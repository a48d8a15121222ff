use core::ops::{Bound, Range, RangeBounds};

/// Resolves `range` against a container of `len` live elements.
///
/// Panics when the range is inverted or reaches past `len`.
#[track_caller]
#[must_use]
pub(crate) fn range<R>(range: R, len: usize) -> Range<usize>
where
    R: RangeBounds<usize>,
{
    let start = match range.start_bound() {
        Bound::Included(&start) => start,
        Bound::Excluded(&start) => start
            .checked_add(1)
            .unwrap_or_else(|| panic!("range start is past the maximum usize")),
        Bound::Unbounded => 0,
    };

    let end = match range.end_bound() {
        Bound::Included(&end) => end
            .checked_add(1)
            .unwrap_or_else(|| panic!("range end is past the maximum usize")),
        Bound::Excluded(&end) => end,
        Bound::Unbounded => len,
    };

    if start > end {
        panic!("range starts at {start} but ends at {end}");
    }
    if end > len {
        panic!("range end {end} out of bounds for length {len}");
    }

    start..end
}

#[cfg(test)]
mod tests {
    use super::range;

    #[test]
    fn bounds() {
        assert_eq!(range(.., 5), 0..5);
        assert_eq!(range(1..3, 5), 1..3);
        assert_eq!(range(1..=3, 5), 1..4);
        assert_eq!(range(2.., 5), 2..5);
        assert_eq!(range(..0, 0), 0..0);
    }

    #[test]
    #[should_panic]
    fn inverted() {
        let _ = range(3..1, 5);
    }

    #[test]
    #[should_panic]
    fn past_end() {
        let _ = range(0..6, 5);
    }
}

● ● ●

Nothing but the lines from the one with "Panics when the" to the last line of the data should appear in the answer, each exactly as it stands.

/// Panics when the range is inverted or reaches past `len`.
#[track_caller]
#[must_use]
pub(crate) fn range<R>(range: R, len: usize) -> Range<usize>
where
    R: RangeBounds<usize>,
{
    let start = match range.start_bound() {
        Bound::Included(&start) => start,
        Bound::Excluded(&start) => start
            .checked_add(1)
            .unwrap_or_else(|| panic!("range start is past the maximum usize")),
        Bound::Unbounded => 0,
    };

    let end = match range.end_bound() {
        Bound::Included(&end) => end
            .checked_add(1)
            .unwrap_or_else(|| panic!("range end is past the maximum usize")),
        Bound::Excluded(&end) => end,
        Bound::Unbounded => len,
    };

    if start > end {
        panic!("range starts at {start} but ends at {end}");
    }
    if end > len {
        panic!("range end {end} out of bounds for length {len}");
    }

    start..end
}

#[cfg(test)]
mod tests {
    use super::range;

    #[test]
    fn bounds() {
        assert_eq!(range(.., 5), 0..5);
        assert_eq!(range(1..3, 5), 1..3);
        assert_eq!(range(1..=3, 5), 1..4);
        assert_eq!(range(2.., 5), 2..5);
        assert_eq!(range(..0, 0), 0..0);
    }

    #[test]
    #[should_panic]
    fn inverted() {
        let _ = range(3..1, 5);
    }

    #[test]
    #[should_panic]
    fn past_end() {
        let _ = range(0..6, 5);
    }
}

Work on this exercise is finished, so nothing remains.